Speaking on RTÉ’s Drivetime, Professor McConkey, head of the Department of International Health and Tropical Medicine at the Royal College of Surgeons in Ireland, suggested that “going hell for leather” in terms of restrictions for the next fortnight would help to eradicate community transmission of Covid-19. He said: “as long as there are unexplained community transmissions of the virus, that’s the real worry. If there are community transmissions, at any time that can explode into another outbreak.”

He said the public health authorities might have to consider the widespread use of surgical masks by members of the public when they were outside their homes for permitted journeys such as shopping, or the introduction of quarantine for anyone arriving into Dublin airport. Arriving passengers could be put into a hotel close to the airport and told to self isolate for a fortnight, he suggested. This would help to bring down the transmission of the virus in a robust and radical way, he said.

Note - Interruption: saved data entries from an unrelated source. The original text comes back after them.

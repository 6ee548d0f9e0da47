use async_trait::async_trait;

use crate::error::ScraperError;
use crate::extract::{FetchMode, Field, Scope};

/// 口コミ言語の選択UI
#[derive(Debug, Clone, Copy, PartialEq, Eq)]
pub enum PickerMode {
    /// 「Weitere Sprachen」オーバーレイ
    Overlay,
    /// 口コミ欄のラジオボタン一覧
    Radio,
}

/// 対象サイトを操作するブラウザ側の窓口
///
/// パイプラインはこのトレイト経由でのみページに触れる。
/// 要素が無いだけなら `Ok(None)` / `Ok(false)` を返し、
/// セッション喪失やタイムアウトは対応する `ScraperError` で返すこと。
#[async_trait]
pub trait PageClient: Send {
    /// ブラウザセッション開始
    async fn initialize(&mut self) -> Result<(), ScraperError>;

    /// リソース解放
    async fn close(&mut self) -> Result<(), ScraperError>;

    /// 検索クエリでレストラン検索結果ページを開く
    async fn search(&mut self, query: &str) -> Result<(), ScraperError>;

    /// 検索範囲の自動拡大をオプトアウト（該当UIがなければ `false`）
    async fn opt_out_radius_broadening(&mut self) -> Result<bool, ScraperError>;

    /// 検索結果1件目の住所（生テキスト）
    async fn top_result_address(&mut self) -> Result<Option<String>, ScraperError>;

    /// 現在の検索結果ページの店舗一覧
    async fn list_entries(&mut self) -> Result<Vec<Scope>, ScraperError>;

    /// 店舗に口コミが付いているか
    async fn entry_has_reviews(&mut self, entry: &Scope) -> Result<bool, ScraperError>;

    /// レストランの口コミページを開く
    async fn open_entry(&mut self, url: &str) -> Result<(), ScraperError>;

    /// フィールドの生テキストを取得（整形は `extract::fetch_field` 側）
    async fn get_field(
        &mut self,
        scope: &Scope,
        field: Field,
        mode: FetchMode,
    ) -> Result<Option<String>, ScraperError>;

    /// 口コミ言語の選択UIと選択肢数
    async fn list_review_languages(&mut self) -> Result<(PickerMode, usize), ScraperError>;

    /// n 番目の言語を有効化して言語コードを返す
    async fn select_language(
        &mut self,
        mode: PickerMode,
        index: usize,
    ) -> Result<Option<String>, ScraperError>;

    /// 現在ページの口コミ一覧
    async fn list_reviews(&mut self) -> Result<Vec<Scope>, ScraperError>;

    /// 機械翻訳された口コミか
    async fn is_machine_translated(&mut self, review: &Scope) -> Result<bool, ScraperError>;

    /// ユーザープロフィールのオーバーレイを開く。開けなければ `None`
    async fn open_user_overlay(&mut self, review: &Scope) -> Result<Option<Scope>, ScraperError>;

    /// 開いたままのオーバーレイを閉じる
    async fn close_overlays(&mut self) -> Result<(), ScraperError>;

    /// 次ページへ。`current` は現在のページ番号（1始まり）
    async fn next_page(&mut self, current: u32) -> Result<bool, ScraperError>;

    /// 調査用の画面キャプチャ（既定では何もしない）
    async fn debug_snapshot(&mut self, _label: &str) -> Result<(), ScraperError> {
        Ok(())
    }
}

Professor McConkey quoted the example of China, where he said after the economy was closed off for two weeks, the number of transmissions started to drop. “I think adding more restrictions for a week or two to really bring down transmissions might shorten the time that we have this plague among us and the time that our economy is stopped. By really going hell for leather and doing all we can do for the next week or two, we can get the numbers down so there is no more community transmission of Covid-19,” he said. “We need to get unexplained community transmissions down almost to nothing before we relax and start doing everything that we’d like to do again,” he told Mary Wilson. “Those countries that acted early and prepared quickly with only essential work allowed are going to do better than those that waited for two or more weeks (before taking action),” he pointed out.